Reproduce each record below exactly as written.

- [EXERCISE INPUT]:
▶

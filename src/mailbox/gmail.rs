//! Gmail client on the generated `google-gmail1` hub.
//!
//! The hub asks for bearer tokens through `ProviderToken`, which forwards to
//! the shared `CredentialProvider` so the mailbox and the spreadsheet store
//! use one token source.

use std::future::Future;
use std::pin::Pin;
use std::sync::Arc;

use async_trait::async_trait;
use google_gmail1::Gmail;
use google_gmail1::api::{ListMessagesResponse, Message as GmailMessage, ModifyMessageRequest};
use google_gmail1::common::GetToken;
use google_gmail1::hyper_rustls::{HttpsConnector, HttpsConnectorBuilder};
use hyper_util::client::legacy::Client;
use hyper_util::client::legacy::connect::HttpConnector;
use hyper_util::rt::TokioExecutor;
use secrecy::ExposeSecret;
use tracing::{debug, info};

use crate::auth::CredentialProvider;
use crate::error::{AuthError, MailboxError};
use crate::mailbox::{Message, MessageRef, MessageSource, UnreadPage};

const USER: &str = "me";

const UNREAD_LABEL: &str = "UNREAD";

type TokenFuture<'a> = Pin<
    Box<dyn Future<Output = Result<Option<String>, Box<dyn std::error::Error + Send + Sync>>> + Send + 'a>,
>;

/// Hands the hub tokens from a `CredentialProvider`.
#[derive(Clone)]
struct ProviderToken(Arc<dyn CredentialProvider>);

impl GetToken for ProviderToken {
    fn get_token<'a>(&'a self, _scopes: &'a [&str]) -> TokenFuture<'a> {
        Box::pin(async move {
            let token = self.0.access_token().await?;
            Ok::<_, Box<dyn std::error::Error + Send + Sync>>(Some(token.expose_secret().to_string()))
        })
    }
}

/// Gmail mailbox for the authenticated user.
pub struct GmailSource {
    hub: Gmail<HttpsConnector<HttpConnector>>,
}

impl GmailSource {
    pub fn new(credentials: Arc<dyn CredentialProvider>) -> Result<Self, MailboxError> {
        let connector = HttpsConnectorBuilder::new()
            .with_native_roots()
            .map_err(|e| MailboxError::Client(format!("failed to load native TLS roots: {e}")))?
            .https_or_http()
            .enable_http1()
            .build();
        let client = Client::builder(TokioExecutor::new()).build(connector);

        Ok(Self {
            hub: Gmail::new(client, ProviderToken(credentials)),
        })
    }

    /// List label names. Used as a connectivity check.
    pub async fn labels(&self) -> Result<Vec<String>, MailboxError> {
        let (_, body) = self
            .hub
            .users()
            .labels_list(USER)
            .doit()
            .await
            .map_err(|e| classify(e, None))?;
        Ok(body
            .labels
            .unwrap_or_default()
            .into_iter()
            .filter_map(|l| l.name)
            .collect())
    }
}

#[async_trait]
impl MessageSource for GmailSource {
    fn name(&self) -> &str {
        "gmail"
    }

    async fn list_unread_page(
        &self,
        page_size: u32,
        page_token: Option<&str>,
    ) -> Result<UnreadPage, MailboxError> {
        let mut call = self
            .hub
            .users()
            .messages_list(USER)
            .add_label_ids(UNREAD_LABEL)
            .max_results(page_size);
        if let Some(page_token) = page_token {
            call = call.page_token(page_token);
        }

        let (_, body) = call
            .doit()
            .await
            .map_err(|e| MailboxError::Listing(e.to_string()))?;

        let page = into_page(body);
        debug!(count = page.refs.len(), more = page.next_page_token.is_some(), "Listed unread page");
        Ok(page)
    }

    async fn fetch_full(&self, id: &str) -> Result<Message, MailboxError> {
        let (_, raw) = self
            .hub
            .users()
            .messages_get(USER, id)
            .format("full")
            .doit()
            .await
            .map_err(|e| classify(e, Some(id)))?;
        Ok(parse_message(id, raw))
    }

    async fn mark_read(&self, id: &str) -> Result<(), MailboxError> {
        let request = ModifyMessageRequest {
            remove_label_ids: Some(vec![UNREAD_LABEL.to_string()]),
            add_label_ids: None,
        };
        self.hub
            .users()
            .messages_modify(request, USER, id)
            .doit()
            .await
            .map_err(|e| MailboxError::MarkRead {
                id: id.to_string(),
                reason: e.to_string(),
            })?;
        info!(id, "Message marked as read");
        Ok(())
    }
}

/// Whether the hub error is an HTTP 404, either as a raw failure or as a
/// decoded `{"error": {"code": 404}}` body.
fn is_not_found(err: &google_gmail1::Error) -> bool {
    match err {
        google_gmail1::Error::Failure(response) => response.status().as_u16() == 404,
        google_gmail1::Error::BadRequest(body) => {
            body.pointer("/error/code").and_then(|c| c.as_u64()) == Some(404)
        }
        _ => false,
    }
}

/// Map hub errors to `Auth`, `NotFound` (404 on a known id) or `Transient`.
fn classify(err: google_gmail1::Error, id: Option<&str>) -> MailboxError {
    if let Some(id) = id {
        if is_not_found(&err) {
            return MailboxError::NotFound { id: id.to_string() };
        }
    }
    match err {
        google_gmail1::Error::MissingToken(e) => match e.downcast::<AuthError>() {
            Ok(auth) => MailboxError::Auth(*auth),
            Err(e) => MailboxError::Transient(e.to_string()),
        },
        other => MailboxError::Transient(other.to_string()),
    }
}

fn into_page(body: ListMessagesResponse) -> UnreadPage {
    UnreadPage {
        refs: body
            .messages
            .unwrap_or_default()
            .into_iter()
            .filter_map(|m| {
                Some(MessageRef {
                    id: m.id?,
                    thread_id: m.thread_id,
                })
            })
            .collect(),
        next_page_token: body.next_page_token.filter(|t| !t.is_empty()),
    }
}

fn parse_message(id: &str, raw: GmailMessage) -> Message {
    let headers = raw
        .payload
        .and_then(|p| p.headers)
        .unwrap_or_default();
    let header = |name: &str| {
        headers
            .iter()
            .find(|h| h.name.as_deref().is_some_and(|n| n.eq_ignore_ascii_case(name)))
            .and_then(|h| h.value.clone())
            .unwrap_or_default()
    };

    Message {
        sender: header("From"),
        subject: header("Subject"),
        unread: raw
            .label_ids
            .as_deref()
            .unwrap_or_default()
            .iter()
            .any(|l| l == UNREAD_LABEL),
        snippet: raw.snippet.unwrap_or_default(),
        id: raw.id.unwrap_or_else(|| id.to_string()),
    }
}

◀

- [TASK RESPONSE]:
filename src/mailbox/gmail.rs
//! Gmail client on the generated `google-gmail1` hub.
//!
//! The hub asks for bearer tokens through `ProviderToken`, which forwards to
//! the shared `CredentialProvider` so the mailbox and the spreadsheet store
//! use one token source.

use std::future::Future;
use std::pin::Pin;
use std::sync::Arc;

use async_trait::async_trait;
use google_gmail1::Gmail;
use google_gmail1::api::{ListMessagesResponse, Message as GmailMessage, ModifyMessageRequest};
use google_gmail1::common::GetToken;
use google_gmail1::hyper_rustls::{HttpsConnector, HttpsConnectorBuilder};
use hyper_util::client::legacy::Client;
use hyper_util::client::legacy::connect::HttpConnector;
use hyper_util::rt::TokioExecutor;
use secrecy::ExposeSecret;
use tracing::{debug, info};

use crate::auth::CredentialProvider;
use crate::error::{AuthError, MailboxError};
use crate::mailbox::{Message, MessageRef, MessageSource, UnreadPage};

const USER: &str = "me";

const UNREAD_LABEL: &str = "UNREAD";

type TokenFuture<'a> = Pin<
    Box<dyn Future<Output = Result<Option<String>, Box<dyn std::error::Error + Send + Sync>>> + Send + 'a>,
>;

/// Hands the hub tokens from a `CredentialProvider`.
#[derive(Clone)]
struct ProviderToken(Arc<dyn CredentialProvider>);

impl GetToken for ProviderToken {
    fn get_token<'a>(&'a self, _scopes: &'a [&str]) -> TokenFuture<'a> {
        Box::pin(async move {
            let token = self.0.access_token().await?;
            Ok::<_, Box<dyn std::error::Error + Send + Sync>>(Some(token.expose_secret().to_string()))
        })
    }
}

/// Gmail mailbox for the authenticated user.
pub struct GmailSource {
    hub: Gmail<HttpsConnector<HttpConnector>>,
}

impl GmailSource {
    pub fn new(credentials: Arc<dyn CredentialProvider>) -> Result<Self, MailboxError> {
        let connector = HttpsConnectorBuilder::new()
            .with_native_roots()
            .map_err(|e| MailboxError::Client(format!("failed to load native TLS roots: {e}")))?
            .https_or_http()
            .enable_http1()
            .build();
        let client = Client::builder(TokioExecutor::new()).build(connector);

        Ok(Self {
            hub: Gmail::new(client, ProviderToken(credentials)),
        })
    }

    /// List label names. Used as a connectivity check.
    pub async fn labels(&self) -> Result<Vec<String>, MailboxError> {
        let (_, body) = self
            .hub
            .users()
            .labels_list(USER)
            .doit()
            .await
            .map_err(|e| classify(e, None))?;
        Ok(body
            .labels
            .unwrap_or_default()
            .into_iter()
            .filter_map(|l| l.name)
            .collect())
    }
}

#[async_trait]
impl MessageSource for GmailSource {
    fn name(&self) -> &str {
        "gmail"
    }

    async fn list_unread_page(
        &self,
        page_size: u32,
        page_token: Option<&str>,
    ) -> Result<UnreadPage, MailboxError> {
        let mut call = self
            .hub
            .users()
            .messages_list(USER)
            .add_label_ids(UNREAD_LABEL)
            .max_results(page_size);
        if let Some(page_token) = page_token {
            call = call.page_token(page_token);
        }

        let (_, body) = call
            .doit()
            .await
            .map_err(|e| MailboxError::Listing(e.to_string()))?;

        let page = into_page(body);
        debug!(count = page.refs.len(), more = page.next_page_token.is_some(), "Listed unread page");
        Ok(page)
    }

    async fn fetch_full(&self, id: &str) -> Result<Message, MailboxError> {
        let (_, raw) = self
            .hub
            .users()
            .messages_get(USER, id)
            .format("full")
            .doit()
            .await
            .map_err(|e| classify(e, Some(id)))?;
        Ok(parse_message(id, raw))
    }

    async fn mark_read(&self, id: &str) -> Result<(), MailboxError> {
        let request = ModifyMessageRequest {
            remove_label_ids: Some(vec![UNREAD_LABEL.to_string()]),
            add_label_ids: None,
        };
        self.hub
            .users()
            .messages_modify(request, USER, id)
            .doit()
            .await
            .map_err(|e| MailboxError::MarkRead {
                id: id.to_string(),
                reason: e.to_string(),
            })?;
        info!(id, "Message marked as read");
        Ok(())
    }
}

/// Whether the hub error is an HTTP 404, either as a raw failure or as a
/// decoded `{"error": {"code": 404}}` body.
fn is_not_found(err: &google_gmail1::Error) -> bool {
    match err {
        google_gmail1::Error::Failure(response) => response.status().as_u16() == 404,
        google_gmail1::Error::BadRequest(body) => {
            body.pointer("/error/code").and_then(|c| c.as_u64()) == Some(404)
        }
        _ => false,
    }
}

/// Map hub errors to `Auth`, `NotFound` (404 on a known id) or `Transient`.
fn classify(err: google_gmail1::Error, id: Option<&str>) -> MailboxError {
    if let Some(id) = id {
        if is_not_found(&err) {
            return MailboxError::NotFound { id: id.to_string() };
        }
    }
    match err {
        google_gmail1::Error::MissingToken(e) => match e.downcast::<AuthError>() {
            Ok(auth) => MailboxError::Auth(*auth),
            Err(e) => MailboxError::Transient(e.to_string()),
        },
        other => MailboxError::Transient(other.to_string()),
    }
}

fn into_page(body: ListMessagesResponse) -> UnreadPage {
    UnreadPage {
        refs: body
            .messages
            .unwrap_or_default()
            .into_iter()
            .filter_map(|m| {
                Some(MessageRef {
                    id: m.id?,
                    thread_id: m.thread_id,
                })
            })
            .collect(),
        next_page_token: body.next_page_token.filter(|t| !t.is_empty()),
    }
}

fn parse_message(id: &str, raw: GmailMessage) -> Message {
    let headers = raw
        .payload
        .and_then(|p| p.headers)
        .unwrap_or_default();
    let header = |name: &str| {
        headers
            .iter()
            .find(|h| h.name.as_deref().is_some_and(|n| n.eq_ignore_ascii_case(name)))
            .and_then(|h| h.value.clone())
            .unwrap_or_default()
    };

    Message {
        sender: header("From"),
        subject: header("Subject"),
        unread: raw
            .label_ids
            .as_deref()
            .unwrap_or_default()
            .iter()
            .any(|l| l == UNREAD_LABEL),
        snippet: raw.snippet.unwrap_or_default(),
        id: raw.id.unwrap_or_else(|| id.to_string()),
    }
}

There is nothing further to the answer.